2019 saw password-harvesting malware gaining strength. Designed to capture user passwords by harvesting digital data, these programs are increasingly making them redundant, say several recent research reports. Organisations and services are increasingly moving towards multi-factor authentication linked with biometrics, with curious results. The latest effort was a fingerprint ring prototype from Kaspersky.
The cyber-security company teamed up with Swedish designer Benjamin Waye and creative agency Archetype to make a ring that could mitigate the risk in a situation where an employee’s or customer’s biometric data is stolen.
From mobile phones to passport verification counters, fingerprints are the most commonly used biometric tools because of the fact that it could not be forged as easily as a signature or stolen as easily as password.
However, the recent Biostar 2 data breach has proved that biometric details, including fingerprints, can be stolen. The idea of the ring is to use a proxy fingerprint for devices such as mobile phones or automobile keys. The first prototype of the ring was displayed at a recent press meet at Milan, Italy. It is still at a concept stage, says Vladimir Dashchenko, head of ICS CERT vulnerability research team at Kaspersky.
"This artificial fingerprint can be used in cases when you are not made to provide your real fingerprint. So you can use it to enter the office building for example. In case your data is compromised, you can be sure that your real digital identity is safe."
There are a lot of things to be done to protect technologies that involve human body in cyber-space, notes Dashchenko. However, the latest effort is not about improving fingerprint authentication, says Marco Preuss, director of European research and analysis team at Kaspersky.
"The main point about the ring is not to improve security of fingerprint-authentication mechanism itself, but to improve security for the user in this case, to allow artificial fingerprints be used that can therefore be changed and offer less risk when leaked - means the own biometric data of a user is protected. This is a huge advantage when compared to the current scenario when biometric data gets leaked in any way and is able to be abused."
Both concede that the present prototype is not foolproof.

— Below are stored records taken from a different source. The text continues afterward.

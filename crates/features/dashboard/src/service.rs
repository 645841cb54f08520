use crate::gateway::{ConfigGateway, ConfigTransport, GatewayError};
use crate::store::ConfigStore;
use crate::{defaults, exchange, resolver};
use fmdash_domain::config::DashboardSettings;
use fmdash_domain::{ConfigurationDocument, Item, Section};
use parking_lot::Mutex;
use std::sync::Arc;
use std::sync::atomic::{AtomicU64, Ordering};
use tracing::{debug, info, instrument, warn};

/// Application-facing session over one dashboard configuration.
///
/// Owns the [`ConfigStore`] and keeps it in line with the remote service. Every outcome that
/// replaces the document takes a sequence token: loads and resets when they are sent, writes
/// once the service confirms them. A document is only adopted when its token is newer than
/// the last one applied, so a late response never overwrites fresher state and a failed
/// request never invalidates one still in flight.
pub struct DashboardConfigService<T> {
    gateway: ConfigGateway<T>,
    store: ConfigStore,
    settings: DashboardSettings,
    issued: AtomicU64,
    applied: Mutex<u64>,
}

impl<T: ConfigTransport> DashboardConfigService<T> {
    pub fn new(transport: T) -> Self {
        Self::with_settings(transport, DashboardSettings::default())
    }

    pub fn with_settings(transport: T, settings: DashboardSettings) -> Self {
        Self::with_store(transport, settings, ConfigStore::new())
    }

    /// Uses an existing store, e.g. one already shared with UI subscribers.
    pub const fn with_store(transport: T, settings: DashboardSettings, store: ConfigStore) -> Self {
        Self { gateway: ConfigGateway::new(transport), store, settings, issued: AtomicU64::new(0), applied: Mutex::new(0) }
    }

    pub const fn store(&self) -> &ConfigStore {
        &self.store
    }

    pub const fn gateway(&self) -> &ConfigGateway<T> {
        &self.gateway
    }

    /// Snapshot of the live document.
    #[must_use]
    pub fn current(&self) -> Arc<ConfigurationDocument> {
        self.store.get()
    }

    /// Fetches the remote document (defaults on failure) into the store.
    #[instrument(skip_all, name = "dashboard.load")]
    pub async fn load(&self) -> Arc<ConfigurationDocument> {
        let token = self.next_token();
        let document = self.gateway.get_dashboard_config().await;
        self.apply(token, self.prepare(document));
        self.store.get()
    }

    /// Like [`load`](Self::load) without the fallback: the store only ever receives a document
    /// the service actually returned.
    ///
    /// # Errors
    /// Returns the gateway failure; the store is left untouched.
    #[instrument(skip_all, name = "dashboard.load_remote")]
    pub async fn load_remote(&self) -> Result<Arc<ConfigurationDocument>, GatewayError> {
        let token = self.next_token();
        let document = self.gateway.fetch_dashboard_config().await?;
        self.apply(token, self.prepare(document));
        Ok(self.store.get())
    }

    /// Pushes `document` and adopts it locally once the service confirms.
    #[instrument(skip_all, name = "dashboard.save")]
    pub async fn save(&self, document: ConfigurationDocument) -> bool {
        if has_blank_name(&document) {
            warn!("Refusing to save a configuration with blank names");
            return false;
        }

        if !self.gateway.save_dashboard_config(&document).await {
            return false;
        }
        let token = self.next_token();
        self.apply(token, document);
        true
    }

    /// Pushes new items for `section` and mirrors them locally once the service confirms.
    /// An unknown section is appended.
    #[instrument(skip_all, name = "dashboard.update_section", fields(section = %section))]
    pub async fn update_section(&self, section: &str, items: Vec<Item>) -> bool {
        if !self.gateway.update_section_config(section, &items).await {
            return false;
        }

        let token = self.next_token();
        let mut document = ConfigurationDocument::clone(&self.store.get());
        match document.section_mut(section) {
            Some(existing) => existing.items = items,
            None => document.sections.push(Section::new(section, items)),
        }
        self.apply(token, document);
        true
    }

    /// Single-card toggle; `false` when the card is unknown or the update fails.
    #[instrument(
        skip_all,
        name = "dashboard.set_item_visibility",
        fields(section = %section, item = %item, visible = visible)
    )]
    pub async fn set_item_visibility(&self, section: &str, item: &str, visible: bool) -> bool {
        let Some(items) = resolver::with_item_visibility(&self.store.get(), section, item, visible)
        else {
            warn!(section, item, "Cannot toggle an unknown dashboard card");
            return false;
        };
        self.update_section(section, items).await
    }

    /// Resets the remote document (defaults on failure) and adopts the result.
    #[instrument(skip_all, name = "dashboard.reset")]
    pub async fn reset(&self) -> Arc<ConfigurationDocument> {
        let token = self.next_token();
        let document = self.gateway.reset_to_default_config().await;
        self.apply(token, self.prepare(document));
        self.store.get()
    }

    /// Adopts a backup locally without pushing it. Invalid text leaves the store untouched.
    pub fn import_text(&self, text: &str) -> bool {
        let Some(document) = exchange::import_configuration(text) else {
            warn!("Ignoring invalid configuration import");
            return false;
        };
        let token = self.next_token();
        self.apply(token, document);
        info!("Dashboard configuration imported");
        true
    }

    #[must_use]
    pub fn export_text(&self) -> String {
        exchange::export_configuration(&self.store.get())
    }

    #[must_use]
    pub fn is_item_visible(&self, section: &str, item: &str) -> bool {
        resolver::is_item_visible(&self.store.get(), section, item)
    }

    /// Owned copies of the visible items of `section`.
    #[must_use]
    pub fn visible_items(&self, section: &str) -> Vec<Item> {
        resolver::get_visible_items_for_section(&self.store.get(), section)
            .into_iter()
            .cloned()
            .collect()
    }

    fn next_token(&self) -> u64 {
        self.issued.fetch_add(1, Ordering::AcqRel) + 1
    }

    fn apply(&self, token: u64, document: ConfigurationDocument) {
        let mut applied = self.applied.lock();
        if token > *applied {
            *applied = token;
            self.store.replace(document);
        } else {
            debug!(token, applied = *applied, "Discarding stale configuration response");
        }
    }

    fn prepare(&self, document: ConfigurationDocument) -> ConfigurationDocument {
        if self.settings.fill_missing_from_defaults {
            resolver::merge_with_defaults(&document, defaults::default_document())
        } else {
            document
        }
    }
}

/// Names made only of whitespace pass shape validation but never render as a card.
fn has_blank_name(document: &ConfigurationDocument) -> bool {
    let blank = |name: &str| name.trim().is_empty();
    document
        .sections
        .iter()
        .any(|section| blank(&section.name) || section.items.iter().any(|item| blank(&item.name)))
}

impl<T> std::fmt::Debug for DashboardConfigService<T> {
    fn fmt(&self, f: &mut std::fmt::Formatter<'_>) -> std::fmt::Result {
        f.debug_struct("DashboardConfigService")
            .field("store", &self.store)
            .field("settings", &self.settings)
            .field("issued", &self.issued.load(Ordering::Relaxed))
            .field("applied", &*self.applied.lock())
            .finish_non_exhaustive()
    }
}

"I guess there's no system without vulnerabilities. This ring also might have weak spots. But it's a concept that can be developed and enhanced in terms of security," said Dashchenko.
"Using biometrics is convenient but not secure per se," said Preuss. "This is the main point about why we were discussing this topic also in combination with the ring to raise awareness about the potential problems in the widely used technology of biometrics and explore technologies and trends to better protect the users and improve such technologies."
However, not many seem convinced that the project can be a substitute for multi-factor authentication methods.
"This is not multifactor authentication or anywhere as secure as the biometrics it’s designed to replace," said Dan Conrad, field strategist at One Identity.
"Authentication is assurance that you are who you say you are. Biometrics can be a strong authenticator," he said, warning that the ring can be loaned or stolen. "This ring makes the problem they have invented worse."